Valentina chuckled. “I am the Party. The ISTWR section, at least.”

“Now that Georgi’s gone. Shit, I’d forgotten.”

They hadn’t even put the fourth flag, the flag of the Fourth, on his coffin. Shit. Not that it mattered now. Not to Georgi, anyway. And not to those who’d gathered to pay their respects—the only one present who’d have understood its significance was Reid.

“Don’t worry,” said Valentina.

“What does the International want with—oh, fuck. I can think of any number of things it might want with them.”

Valentina nodded. “Some of them could be to our advantage.”

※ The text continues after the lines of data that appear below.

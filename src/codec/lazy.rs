//! Lazy decoding. The document is split into boundaries up front; each
//! element is decoded eagerly, but only on first access, then memoized.
//! Views borrow the backing buffer, so the caller keeps it alive for the
//! lifetime of the lazy value.

use std::collections::HashMap;

use indexmap::IndexMap;
use once_cell::unsync::OnceCell;
use serde_json::Value as Json;

use crate::config::Config;
use crate::error::DecodeError;
use crate::plan::{Node, Phase, PlanSource};
use crate::value::{ObjectValue, Value};

use super::decoder;
use super::splitter::{self, Boundary};

/// A lazily decoded document. Scalar roots decode immediately; containers
/// defer their elements behind memoizing cells. Views are single-threaded
/// by construction.
pub enum LazyValue<'a> {
    Scalar(Value),
    List(LazyList<'a>),
    Dict(LazyDict<'a>),
    Object(LazyObject<'a>),
}

/// Builds a lazy view of `buf` for the compiled `node`. Splitting happens
/// now; element decoding happens on access.
pub fn decode_lazy<'a>(
    node: &Node,
    buf: &'a [u8],
    config: Config,
    plans: &'a dyn PlanSource,
) -> Result<LazyValue<'a>, DecodeError> {
    match node {
        Node::Collection(collection) if collection.ordered => {
            let items = splitter::split_list(buf, 0, buf.len())?
                .into_iter()
                .map(|boundary| (boundary, OnceCell::new()))
                .collect();
            Ok(LazyValue::List(LazyList {
                buf,
                element: (*collection.element).clone(),
                items,
                config,
                plans,
            }))
        }
        Node::Collection(collection) => {
            let entries = splitter::split_dict(buf, 0, buf.len())?
                .into_iter()
                .map(|(key, boundary)| (key, boundary, OnceCell::new()))
                .collect();
            Ok(LazyValue::Dict(LazyDict {
                buf,
                element: (*collection.element).clone(),
                entries,
                config,
                plans,
            }))
        }
        Node::Object(object) if object.ghost => {
            let resolved = plans.resolve(&object.ty, &config, Phase::Decode)?;
            decode_lazy(&resolved, buf, config, plans)
        }
        Node::Object(object) => {
            let boundaries: HashMap<String, Boundary> = splitter::split_dict(buf, 0, buf.len())?
                .into_iter()
                .collect();
            let cells = object.properties.iter().map(|_| OnceCell::new()).collect();
            Ok(LazyValue::Object(LazyObject {
                buf,
                node: object.clone(),
                boundaries,
                cells,
                config,
                plans,
            }))
        }
        Node::Composite(composite) => {
            if composite.nullable && is_null_document(buf) {
                return Ok(LazyValue::Scalar(Value::Null));
            }
            if composite.members.len() == 1 {
                return decode_lazy(&composite.members[0], buf, config, plans);
            }
            match selected_member(composite, &config)? {
                // Container members stay lazy; scalar members (with their
                // lenient coercion) go through the eager path.
                member @ (Node::Collection(_) | Node::Object(_)) => {
                    decode_lazy(member, buf, config, plans)
                }
                _ => eager(node, buf, 0, buf.len(), &config, plans).map(LazyValue::Scalar),
            }
        }
        Node::Scalar(_) => eager(node, buf, 0, buf.len(), &config, plans).map(LazyValue::Scalar),
    }
}

impl LazyValue<'_> {
    /// Forces every deferred element and returns the fully decoded value.
    pub fn materialize(&self) -> Result<Value, DecodeError> {
        match self {
            LazyValue::Scalar(value) => Ok(value.clone()),
            LazyValue::List(list) => list.materialize(),
            LazyValue::Dict(dict) => dict.materialize(),
            LazyValue::Object(object) => object.materialize(),
        }
    }

    pub fn as_list(&self) -> Option<&LazyList<'_>> {
        match self {
            LazyValue::List(list) => Some(list),
            _ => None,
        }
    }

    pub fn as_dict(&self) -> Option<&LazyDict<'_>> {
        match self {
            LazyValue::Dict(dict) => Some(dict),
            _ => None,
        }
    }

    pub fn as_object(&self) -> Option<&LazyObject<'_>> {
        match self {
            LazyValue::Object(object) => Some(object),
            _ => None,
        }
    }
}

/// Deferred list elements keyed by position.
pub struct LazyList<'a> {
    buf: &'a [u8],
    element: Node,
    items: Vec<(Boundary, OnceCell<Value>)>,
    config: Config,
    plans: &'a dyn PlanSource,
}

impl LazyList<'_> {
    pub fn len(&self) -> usize {
        self.items.len()
    }

    pub fn is_empty(&self) -> bool {
        self.items.is_empty()
    }

    /// Decodes the element at `index` on first access and memoizes it.
    pub fn get(&self, index: usize) -> Result<Option<&Value>, DecodeError> {
        let (boundary, cell) = match self.items.get(index) {
            Some(item) => item,
            None => return Ok(None),
        };
        let value = cell.get_or_try_init(|| {
            eager(
                &self.element,
                self.buf,
                boundary.offset,
                boundary.length,
                &self.config,
                self.plans,
            )
        })?;
        Ok(Some(value))
    }

    pub fn materialize(&self) -> Result<Value, DecodeError> {
        let mut out = Vec::with_capacity(self.items.len());
        for index in 0..self.items.len() {
            if let Some(value) = self.get(index)? {
                out.push(value.clone());
            }
        }
        Ok(Value::Seq(out))
    }
}

/// Deferred dict entries keyed by decoded key.
pub struct LazyDict<'a> {
    buf: &'a [u8],
    element: Node,
    entries: Vec<(String, Boundary, OnceCell<Value>)>,
    config: Config,
    plans: &'a dyn PlanSource,
}

impl LazyDict<'_> {
    pub fn len(&self) -> usize {
        self.entries.len()
    }

    pub fn is_empty(&self) -> bool {
        self.entries.is_empty()
    }

    pub fn keys(&self) -> impl Iterator<Item = &str> {
        self.entries.iter().map(|(key, _, _)| key.as_str())
    }

    pub fn get(&self, key: &str) -> Result<Option<&Value>, DecodeError> {
        let entry = self.entries.iter().find(|(k, _, _)| k == key);
        let (_, boundary, cell) = match entry {
            Some(entry) => entry,
            None => return Ok(None),
        };
        let value = cell.get_or_try_init(|| {
            eager(
                &self.element,
                self.buf,
                boundary.offset,
                boundary.length,
                &self.config,
                self.plans,
            )
        })?;
        Ok(Some(value))
    }

    pub fn materialize(&self) -> Result<Value, DecodeError> {
        let mut out = IndexMap::with_capacity(self.entries.len());
        for (key, _, _) in &self.entries {
            if let Some(value) = self.get(key)? {
                out.insert(key.clone(), value.clone());
            }
        }
        Ok(Value::Map(out))
    }
}

/// Deferred object fields, addressed by declared property name.
pub struct LazyObject<'a> {
    buf: &'a [u8],
    node: crate::plan::ObjectNode,
    boundaries: HashMap<String, Boundary>,
    cells: Vec<OnceCell<Value>>,
    config: Config,
    plans: &'a dyn PlanSource,
}

impl LazyObject<'_> {
    pub fn class(&self) -> &str {
        &self.node.identity
    }

    /// Decodes one field on first access. `Ok(None)` means the property is
    /// not in the plan or its wire field is absent from the document.
    pub fn get(&self, name: &str) -> Result<Option<&Value>, DecodeError> {
        let index = match self
            .node
            .properties
            .iter()
            .position(|p| p.declared_name == name)
        {
            Some(index) => index,
            None => return Ok(None),
        };
        let property = &self.node.properties[index];
        let boundary = match self.boundaries.get(&property.wire_name) {
            Some(boundary) => *boundary,
            None => return Ok(None),
        };
        let value = self.cells[index].get_or_try_init(|| -> Result<Value, DecodeError> {
            let decoded = eager(
                &property.node,
                self.buf,
                boundary.offset,
                boundary.length,
                &self.config,
                self.plans,
            )?;
            match &property.accessor {
                crate::plan::Accessor::Write(write) => Ok(write(decoded, &self.config)?),
                crate::plan::Accessor::Read(_) => Ok(decoded),
            }
        })?;
        Ok(Some(value))
    }

    pub fn materialize(&self) -> Result<Value, DecodeError> {
        let mut fields = IndexMap::with_capacity(self.node.properties.len());
        for property in &self.node.properties {
            if let Some(value) = self.get(&property.declared_name)? {
                fields.insert(property.declared_name.clone(), value.clone());
            }
        }
        Ok(Value::Object(ObjectValue {
            class: self.node.identity.clone(),
            fields,
        }))
    }
}

/// Parses one fragment and runs the eager decoder over it. Parse failures
/// surface as malformed-document errors at the fragment's absolute offset.
fn eager(
    node: &Node,
    buf: &[u8],
    offset: usize,
    length: usize,
    config: &Config,
    plans: &dyn PlanSource,
) -> Result<Value, DecodeError> {
    let fragment = &buf[offset..offset + length];
    let parsed: Json =
        serde_json::from_slice(fragment).map_err(|err| DecodeError::MalformedDocument {
            offset,
            message: err.to_string(),
        })?;
    Ok(decoder::decode(node, &parsed, config, plans)?.value)
}

fn selected_member<'n>(
    composite: &'n crate::plan::CompositeNode,
    config: &Config,
) -> Result<&'n Node, DecodeError> {
    let union = composite.ty.canonical();
    let member = match config.union_selector.get(&union) {
        Some(member) => member.clone(),
        None => {
            return Err(DecodeError::AmbiguousUnion {
                path: String::from("$"),
                union,
            })
        }
    };
    composite
        .members
        .iter()
        .find(|m| m.ty().canonical() == member)
        .ok_or(DecodeError::UnknownUnionMember { union, member })
}

fn is_null_document(buf: &[u8]) -> bool {
    let trimmed = buf
        .iter()
        .position(|b| !b.is_ascii_whitespace())
        .map(|start| {
            let end = buf.len()
                - buf
                    .iter()
                    .rev()
                    .position(|b| !b.is_ascii_whitespace())
                    .unwrap_or(0);
            &buf[start..end]
        })
        .unwrap_or(b"");
    trimmed == b"null"
}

“Hah. I’ll be the judge of that. You’ve kept the access codes to yourself?”

“Of course!”

“Well, that’s something.”

“So our man’s proposing in a buy-out, is he?” Valentina continued. “Could be worth considering.”

“Yeah.” Myra stood up, taking her glass. “I’m going to talk to him some more. Thanks for the update, Val.”

She refilled her glass, with vodka this time, and set out in a carefully casual ramble to where Reid stood chatting to an awestruck gaggle of low-level functionaries. Denis Gubanov and one of Reid’s greps circled unobtrusively, keeping a wary distance from the group and from each other, each at a La-grange point of his own. She couldn’t hear the conversation. On her way, she was intercepted by Alexander Sherman. The Industry Commissar was wearing the same sharp plastic suit, its colour adjusted to black. He looked shiftier than usual; a bad sign.

“Ah, Myra. A sad day for us all.” He shook his head slowly. “A sad day.”